● Dataset entries
———
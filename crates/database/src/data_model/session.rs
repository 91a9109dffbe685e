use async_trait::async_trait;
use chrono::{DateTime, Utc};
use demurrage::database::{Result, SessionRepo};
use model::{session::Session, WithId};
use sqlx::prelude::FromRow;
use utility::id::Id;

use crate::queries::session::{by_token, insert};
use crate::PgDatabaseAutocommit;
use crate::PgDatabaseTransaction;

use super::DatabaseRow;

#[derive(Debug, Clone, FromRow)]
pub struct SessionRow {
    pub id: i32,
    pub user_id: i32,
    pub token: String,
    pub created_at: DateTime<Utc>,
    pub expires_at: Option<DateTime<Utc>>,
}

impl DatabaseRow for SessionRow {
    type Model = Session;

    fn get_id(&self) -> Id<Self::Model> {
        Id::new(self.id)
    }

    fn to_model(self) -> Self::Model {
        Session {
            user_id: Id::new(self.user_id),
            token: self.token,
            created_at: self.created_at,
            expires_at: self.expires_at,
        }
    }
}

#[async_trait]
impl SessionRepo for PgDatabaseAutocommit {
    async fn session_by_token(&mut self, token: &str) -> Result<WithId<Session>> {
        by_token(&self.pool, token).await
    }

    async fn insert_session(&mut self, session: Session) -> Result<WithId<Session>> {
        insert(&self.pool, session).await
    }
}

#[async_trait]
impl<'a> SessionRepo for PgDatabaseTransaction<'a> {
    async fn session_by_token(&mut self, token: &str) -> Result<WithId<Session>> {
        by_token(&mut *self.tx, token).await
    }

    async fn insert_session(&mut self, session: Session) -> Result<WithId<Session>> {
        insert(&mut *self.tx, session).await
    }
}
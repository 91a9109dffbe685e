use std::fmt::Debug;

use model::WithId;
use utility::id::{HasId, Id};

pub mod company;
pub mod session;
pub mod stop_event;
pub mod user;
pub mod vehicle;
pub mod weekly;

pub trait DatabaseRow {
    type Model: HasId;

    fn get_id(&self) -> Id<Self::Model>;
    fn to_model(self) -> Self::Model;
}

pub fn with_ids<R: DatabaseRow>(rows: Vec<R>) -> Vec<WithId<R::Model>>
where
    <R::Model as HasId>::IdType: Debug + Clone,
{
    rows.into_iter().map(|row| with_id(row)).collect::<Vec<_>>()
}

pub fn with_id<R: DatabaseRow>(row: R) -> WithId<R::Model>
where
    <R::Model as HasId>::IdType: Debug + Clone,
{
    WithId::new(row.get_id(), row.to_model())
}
———
● Requirement
Please give back the records exactly as written, beginning at the first line and including the line that holds "use utility::id::Id;" as the last.

● Output of the exercise
filename crates/database/src/data_model/session.rs
repository 91a9109dffbe685e
use async_trait::async_trait;
use chrono::{DateTime, Utc};
use demurrage::database::{Result, SessionRepo};
use model::{session::Session, WithId};
use sqlx::prelude::FromRow;
use utility::id::Id;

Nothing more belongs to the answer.